В реке рак раз утопился,
Много видели его.
Он сначала удивился,
А потом уж — ничего.

У барышен Соловьевых был небольшой по формату альбом, переплетенный в бархат светло-коричневого цвета, на обложке которого была стандартная картинка: красивая дама среди деревьев на берегу моря. В нем множество стихов, записанных Евгением Шварцем, но подписанных то «Байрон», то «лорд Байрон», то «лордик Байрончик», то «Гете» и т. д. Стихи, возможно, оригинальные и явно чужие, но переделанные Шварцем. Все они скорее похожи на пародии, нежели на серьезные упражнения в стихосложении.
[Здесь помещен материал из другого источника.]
#[async_trait]
impl CacheController for StreamCacheController {
    async fn send_cache_stats(
        &self,
        requester: &str,
    ) {
        for operation in self.stats.operations() {
            let Some(stats) = self.stats.operation_data(&operation) else {
                continue;
            };
            let message = ControlMessage::ReplyStats {
                requester: requester.to_string(),
                data: StatsReplyData { operation, stats },
            };
            self.publish(&message).await;
        }
    }

    async fn request_cache_stats(
        &self,
        timeout: Duration,
    ) -> Result<HashMap<String, CacheStats>> {
        self.ensure_running()?;
        {
            let mut combined = self.combined.lock();
            if combined.is_some() {
                return Err(CoordinationError::StatsRoundInProgress.into());
            }
            *combined = Some(CombineStats::new());
        }
        {
            let mut state = self.state.write();
            if *state == ControllerState::Listening {
                *state = ControllerState::AwaitingStatsReply;
            }
        }
        let round = StatsRound { controller: self };
        let request = ControlMessage::CollectStats {
            requester: self.instance_id.clone(),
        };

        // no reply can arrive within a zero window, not even our own
        if timeout.is_zero() {
            let combined = round.finish();
            self.publish(&request).await;
            return Ok(combined);
        }

        self.publish(&request).await;
        tokio::time::sleep(timeout).await;

        Ok(round.finish())
    }

    async fn evict_cache_key(
        &self,
        key: &str,
    ) -> Result<()> {
        match &self.storage {
            Some(storage) => storage.evict(key).await,
            None => Ok(()),
        }
    }

    async fn request_cache_key_eviction(
        &self,
        key: &str,
    ) {
        self.publish(&ControlMessage::EvictKey {
            requester: self.instance_id.clone(),
            data: EvictKeyData { key: key.to_string() },
        })
        .await;
    }

    async fn broadcast_cache_key(
        &self,
        key: &str,
        ttl: Duration,
        value: Value,
    ) {
        self.publish(&ControlMessage::BroadcastKey {
            data: BroadcastKeyData {
                key: key.to_string(),
                ttl_milliseconds: duration_as_millis_u64(ttl),
                value,
            },
        })
        .await;
    }

    async fn lock(
        &self,
        key: &str,
        ttl: Duration,
    ) -> Result<LockOutcome> {
        let count = self.locks.increment(key).await?;

        // every contender sets the expiry so a crashed first writer cannot
        // leave the key without one
        if let Err(e) = self.locks.expire_if_unset(key, ttl).await {
            if count == 1 {
                if let Err(delete_error) = self.locks.delete(key).await {
                    warn!(key, error = %delete_error, "failed to drop lock without expiry");
                }
            }
            return Err(e);
        }

        if count == 1 {
            trace!(key, "lock acquired");
            Ok(LockOutcome::Acquired(UnlockHandle::new(key, self.locks.clone())))
        } else {
            trace!(key, count, "lock contended");
            Ok(LockOutcome::Contended)
        }
    }

    fn set_registry(
        &self,
        operation: &str,
        registry: Arc<OperationRegistry>,
    ) {
        self.registries.insert(operation.to_string(), registry);
    }

    async fn request_operation_start(
        &self,
        operation: &str,
        key: &str,
    ) {
        self.publish(&ControlMessage::OperationStart {
            requester: self.instance_id.clone(),
            data: OperationStartData {
                operation: operation.to_string(),
                key: key.to_string(),
            },
        })
        .await;
    }

    async fn request_operation_end(
        &self,
        operation: &str,
        key: &str,
        result: SharedResult,
        unlock: Option<UnlockHandle>,
    ) {
        let unlock_key = operation_key(operation, key);
        // registered before publishing: our own end message may be read
        // before publish returns
        if let Some(unlock) = unlock {
            self.pending_unlocks.insert(unlock_key.clone(), unlock);
        }

        let (value, error) = match result {
            Ok(value) => (value, false),
            Err(e) => (e.to_wire(), true),
        };
        let published = self
            .publish(&ControlMessage::OperationEnd {
                requester: self.instance_id.clone(),
                data: OperationEndData {
                    operation: operation.to_string(),
                    key: key.to_string(),
                    value,
                    error,
                },
            })
            .await;

        if !published {
            // nobody will ever process this end message
            if let Some((_, unlock)) = self.pending_unlocks.remove(&unlock_key) {
                unlock.release().await;
            }
        }
    }

    fn get_operation_promise(
        &self,
        operation: &str,
        key: &str,
    ) -> Option<PendingOperation> {
        self.registry(operation)?.join_if_executing(key)
    }

    async fn close(&self) -> Result<()> {
        {
            let mut state = self.state.write();
            if matches!(*state, ControllerState::Closing | ControllerState::Closed) {
                return Ok(());
            }
            *state = ControllerState::Closing;
        }
        info!(instance_id = %self.instance_id, "closing cache controller");

        self.shutdown.cancel();
        let listener = self.listener.lock().take();
        if let Some(handle) = listener {
            if let Err(e) = handle.await {
                warn!(error = %e, "cache controller listener did not stop cleanly");
            }
        }

        self.release_pending_unlocks().await;

        let publisher = self.publisher.close().await;
        let subscriber = self.subscriber.close().await;
        *self.state.write() = ControllerState::Closed;

        publisher?;
        subscriber
    }
}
Вот одно из них — «Блаженны плачущие»:

Разные бледные лица
Бродят под окнами тихо.
Жаль их ужасно, я плачу.
Да! Им приходится лихо.
Бледные лица и руки,
Слабо держащие руки.
Сумки дырявые. Слезы.
Тихи слезы и муки.
Им, протянув две копейки,
Тихо за стол я сажусь,
Тихо пишу стихи,
Пока не удалюсь.
Так-то, девочка Варя!
Бедных всегда жалей!
Если копейки не будет,
То хоть слезу пролей!

Подписано: «от одноклассницы стихотворение Евгении Ш.».

Все это было продолжением игры, дуракавалянием. Но что-то писалось и всерьез. И не случайно младшая его современница, майкопчанка Алекандра Крачковская, ставшая детской писательницей, ещё в 1920 году присылала актеру Шварцу свои стихи на «рецензию». То есть видела в нем старшего опытного в поэзии товарища. Мастера. И его советы были высокопрофессиональны: «Пишете Вы хорошо, — отвечал он. — Одно могу сказать — пишите больше, чаще, как можно чаще. Следите за рифмой! Пишите, помня, что форма не враг, а помощник, что говорят в стихе не одними словами, а стихом тоже. Я дрался с формой, терзал и калечил размер, бросал совершенно рифму — через это следует пройти. Если это есть, значит Вам тесно в стихе, значит есть, о чем говорить. Первая ступень — это когда пишут в угоду рифме, меняя, уничтожая образ. Вторая ступень — это когда чувствуют образ, смысл, настроение и портят форму. Третья и высшая ступень (в которой бездна собственных препятствий и ступеней) — когда форма служит образу и стиху и Вам. Не убивайте форму, а побеждайте. Мои старые стихи меня ужаснули. Форма разбита в клочки. Вторая ступень взята с бою, и раны, полученные в бою, так и зияют. Очень много крови, но никакого искусства. Вы уже лучше пишете…».

А стихи продолжали приходить к нему. И битва с ними продолжалась всю жизнь. В середине двадцатых, кажется, под впечатлением наводнения в Ленинграде 1924 года, он написал целый цикл стихотворений. Покажу самое короткое из них — «Слякоть»:

Вот было дело,
Вот была беда —
Вдруг загустела
Хорошая вода.
Стала тяжелой,
Стала киселем,
Стала невеселой,
А мы её пьем.
Лезет на сушу
Жидкая грязь,
В печень и в душу,
И в сердце, и в глаз.
В городе — горы
Жидкой беды.
Худые разговоры
Около воды.
Плакать, не плакать,
Кричать, не кричать.
Идет волною слякоть
Укачивать, кончать.

О его серьезных стихах никто почти не знал. Он их никому не показывал, не собирался печатать. Другое дело юмористические — на случай, на день рождения, на юбилей и проч. — этими он делился охотно, щедро записывал их в «Чукоккалу». Которые запомнились, цитируют друзья, вспоминая о нем.

Весной 1905 года Женя Шварц держал вступительные экзамены в реальное училище. Осенью пошел в приготовительный класс.